Table 2. Liver function test.

AST, aspartate transaminase; ALT, alanine transaminase; u, units; INR, international normalized ratio

Liver function test Day 1 (Initial test) Day 60 (Repeat test)  After phlebotomy
ALT 94 u/L 67 u/L 24 u/L
AST 89 u/L 56 u/L 28 u/L
Albumin 4.4 g/dL 3.8 g/dL 3.7 g/dL
Alkaline phosphatase 65 u/L 72 u/L 46 u/L
Bilirubin 0.7 mg/dL 1 mg/dL 0.68 mg/dL
INR 2.27    

Table 4. Mutation testing.

Hemochromatosis PCR  
Hemochromatosis mutation C282Y Negative
Hemochromatosis mutation H63D Homozygous positive
Hemochromatosis mutation S65C Negative

Table 1. Complete blood count.

WBC, white blood cell

Test Value
Hemoglobin 14.1 g/dL
Hematocrit 43.5
WBC count 5.9 × 103 microL
Platelet count 143 × 103 microL

Table 3. Iron studies.

TIBC, total iron binding capacity

  On initial evaluation Repeat tests before treatment After phlebotomy
Ferritin (normal range 30-400) 1,707 ng/mL 1,668 ng/mL 424 ng/mL
Transferrin saturation (normal range 15%-50%) 49% 46% 37%
TIBC (normal range 250-425 microg/dL) 285 microg/dL 275 microg/dL 166 microg/dL
Iron (normal range 45-176 microg/dL) 139 microg/dL 127 microg/dL Not available

Table 5. Other workup.

ELISA, enzyme-linked immunosorbent assay

Test Value
Hepatitis C ELISA Nonreactive
Hepatitis B ELISA Nonreactive
Ceruloplasmin 19.4 mg/dL (range 16-31)
Alpha 1 antitrypsin levels 127 mg/dL (range 101-187)

Discussion

Hepcidin is a peptide synthesized in the liver and is involved in mediating a complex interplay of the cellular pathway of iron homeostasis. The synthesis of hepcidin itself is also regulated by serum iron and stored iron levels in the body through a complex feedback mechanism. When hepcidin is bound to a transmembrane iron transport receptor (ferroportin), it activates the feedback signaling pathway, resulting in the degradation of ferroportin, thus preventing excessive iron absorption in the body. The genetic mutation in the hereditary hemochromatosis involving the hepcidin gene can cause dysregulation of this iron homeostasis, resulting in excessive iron absorption. It leads to excessive body iron and ferritin, leading to iron deposition in the body organs and causing organ dysfunction [11].

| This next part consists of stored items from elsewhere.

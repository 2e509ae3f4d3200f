//! Device construction: type inference from file names, per-type capability
//! profiles and default parameters

use std::collections::HashMap;

use super::bridge::ScsiBridge;
use super::cdrom::ScsiCdRom;
use super::daynaport::ScsiDaynaport;
use super::harddisk::ScsiHardDisk;
use super::optical::ScsiMoDisk;
use super::printer::ScsiPrinter;
use super::services::HostServices;
use super::{DeviceType, ScsiLevel, ScsiTarget};

/// Everything needed to build a device instance
pub struct DeviceProfile {
    pub device_type: DeviceType,
    pub id: u8,
    pub lun: u8,
    pub filename: String,
}

fn extension(filename: &str) -> String {
    filename
        .rsplit_once('.')
        .map(|(_, ext)| ext.to_ascii_lowercase())
        .unwrap_or_default()
}

/// Derives the device type from a file extension or one of the special
/// device names
pub fn device_type_for_file(filename: &str) -> Option<DeviceType> {
    match extension(filename).as_str() {
        "hd1" | "hds" | "hda" | "hdn" | "hdi" | "nhd" => return Some(DeviceType::Harddisk),
        "hdr" => return Some(DeviceType::RemovableDisk),
        "mos" => return Some(DeviceType::Optical),
        "iso" => return Some(DeviceType::Cdrom),
        _ => {}
    }

    match filename {
        "bridge" => Some(DeviceType::Bridge),
        "daynaport" => Some(DeviceType::Daynaport),
        "printer" => Some(DeviceType::Printer),
        "services" => Some(DeviceType::HostServices),
        _ => None,
    }
}

/// Supported configurable sector sizes per type
pub fn sector_sizes(device_type: DeviceType) -> &'static [u32] {
    match device_type {
        DeviceType::Harddisk | DeviceType::RemovableDisk => ScsiHardDisk::SECTOR_SIZES,
        DeviceType::Optical => ScsiMoDisk::SECTOR_SIZES,
        DeviceType::Cdrom => ScsiCdRom::SECTOR_SIZES,
        _ => &[],
    }
}

/// Default creation parameters per type
pub fn default_params(device_type: DeviceType) -> HashMap<String, String> {
    match device_type {
        DeviceType::Bridge | DeviceType::Daynaport => HashMap::from([
            ("interface".to_string(), network_interface_list()),
            ("inet".to_string(), "10.10.20.1/24".to_string()),
        ]),
        DeviceType::Printer => HashMap::from([
            ("cmd".to_string(), "lp -oraw %f".to_string()),
            ("timeout".to_string(), "30".to_string()),
        ]),
        _ => HashMap::new(),
    }
}

/// Names of the host's network interfaces that are up, excluding loopback
pub fn network_interfaces() -> Vec<String> {
    #[cfg(unix)]
    {
        use nix::net::if_::InterfaceFlags;

        match nix::ifaddrs::getifaddrs() {
            Ok(addrs) => {
                let mut names: Vec<String> = addrs
                    .filter(|ifaddr| {
                        ifaddr.flags.contains(InterfaceFlags::IFF_UP)
                            && !ifaddr.flags.contains(InterfaceFlags::IFF_LOOPBACK)
                    })
                    .map(|ifaddr| ifaddr.interface_name)
                    .collect();
                names.sort();
                names.dedup();
                names
            }
            Err(_) => Vec::new(),
        }
    }
    #[cfg(not(unix))]
    {
        Vec::new()
    }
}

fn network_interface_list() -> String {
    itertools::Itertools::join(&mut network_interfaces().into_iter(), ",")
}

/// Creates a device with its type-specific capability flags and identity.
/// Returns None for an undefined type.
pub fn create_device(profile: &DeviceProfile) -> Option<Box<dyn ScsiTarget>> {
    let (id, lun) = (profile.id, profile.lun);

    let mut device: Box<dyn ScsiTarget> = match profile.device_type {
        DeviceType::Harddisk => {
            let ext = extension(&profile.filename);
            let level = if ext == "hd1" {
                ScsiLevel::Scsi1Ccs
            } else {
                ScsiLevel::Scsi2
            };
            let mut hd = ScsiHardDisk::new(id, lun, false, level);

            // Some Apple tools require a particular drive identification
            if ext == "hda" {
                hd.state_mut().set_vendor("QUANTUM").unwrap();
                hd.state_mut().set_product("FIREBALL", true).unwrap();
            }

            Box::new(hd)
        }
        DeviceType::RemovableDisk => {
            let mut hd = ScsiHardDisk::new(id, lun, true, ScsiLevel::Scsi2);
            hd.state_mut().set_product("SCSI HD (REM.)", true).unwrap();
            Box::new(hd)
        }
        DeviceType::Optical => {
            let mut mo = ScsiMoDisk::new(id, lun);
            mo.state_mut().set_product("SCSI MO", true).unwrap();
            Box::new(mo)
        }
        DeviceType::Cdrom => {
            let mut cd = ScsiCdRom::new(id, lun);
            cd.state_mut().set_product("SCSI CD-ROM", true).unwrap();
            Box::new(cd)
        }
        DeviceType::Bridge => {
            let mut bridge = ScsiBridge::new(id, lun);
            bridge
                .state_mut()
                .set_product("SCSI HOST BRIDGE", true)
                .unwrap();
            Box::new(bridge)
        }
        DeviceType::Daynaport => {
            // This emulates a specific adapter, so the full INQUIRY
            // identity is fixed
            let mut dp = ScsiDaynaport::new(id, lun);
            dp.state_mut().set_vendor("Dayna").unwrap();
            dp.state_mut().set_product("SCSI/Link", true).unwrap();
            dp.state_mut().set_revision("1.4a").unwrap();
            Box::new(dp)
        }
        DeviceType::HostServices => {
            let mut services = HostServices::new(id, lun);
            services
                .state_mut()
                .set_product("Host Services", true)
                .unwrap();
            Box::new(services)
        }
        DeviceType::Printer => {
            let mut printer = ScsiPrinter::new(id, lun);
            printer
                .state_mut()
                .set_product("SCSI PRINTER", true)
                .unwrap();
            Box::new(printer)
        }
    };

    device
        .state_mut()
        .set_default_params(default_params(profile.device_type));

    Some(device)
}

#[cfg(test)]
mod tests {
    use super::*;

    #[test]
    fn type_from_extension() {
        assert_eq!(device_type_for_file("test.hds"), Some(DeviceType::Harddisk));
        assert_eq!(device_type_for_file("test.HDS"), Some(DeviceType::Harddisk));
        assert_eq!(
            device_type_for_file("test.hdr"),
            Some(DeviceType::RemovableDisk)
        );
        assert_eq!(device_type_for_file("test.mos"), Some(DeviceType::Optical));
        assert_eq!(device_type_for_file("test.iso"), Some(DeviceType::Cdrom));
        assert_eq!(device_type_for_file("test.img"), None);
        assert_eq!(device_type_for_file(""), None);
    }

    #[test]
    fn type_from_special_name() {
        assert_eq!(device_type_for_file("bridge"), Some(DeviceType::Bridge));
        assert_eq!(
            device_type_for_file("daynaport"),
            Some(DeviceType::Daynaport)
        );
        assert_eq!(device_type_for_file("printer"), Some(DeviceType::Printer));
        assert_eq!(
            device_type_for_file("services"),
            Some(DeviceType::HostServices)
        );
    }

    #[test]
    fn apple_image_gets_apple_identity() {
        let device = create_device(&DeviceProfile {
            device_type: DeviceType::Harddisk,
            id: 0,
            lun: 0,
            filename: "test.hda".to_string(),
        })
        .unwrap();

        assert_eq!(device.state().vendor(), "QUANTUM");
        assert_eq!(device.state().product(), "FIREBALL");
    }

    #[test]
    fn daynaport_identity_is_fixed() {
        let device = create_device(&DeviceProfile {
            device_type: DeviceType::Daynaport,
            id: 0,
            lun: 0,
            filename: "daynaport".to_string(),
        })
        .unwrap();

        assert_eq!(device.state().vendor(), "Dayna");
        assert_eq!(device.state().product(), "SCSI/Link");
        assert_eq!(device.state().revision(), "1.4a");
        assert!(device.state().supports_params);
    }

    #[test]
    fn sector_size_profiles() {
        assert_eq!(sector_sizes(DeviceType::Harddisk), &[512, 1024, 2048, 4096]);
        assert_eq!(sector_sizes(DeviceType::Cdrom), &[512, 2048]);
        assert!(sector_sizes(DeviceType::Printer).is_empty());
    }
}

In 1865, Trousseau mentioned the association between liver disease, skin changes, and diabetes mellitus [12]. In 1889, the term hemochromatosis was used for the first time by von Recklinghausen for widespread tissue injury caused by iron overload in different body organs of patients [6]. Furthermore, in 1996, Feder et al. identified the gene responsible for hemochromatosis [7].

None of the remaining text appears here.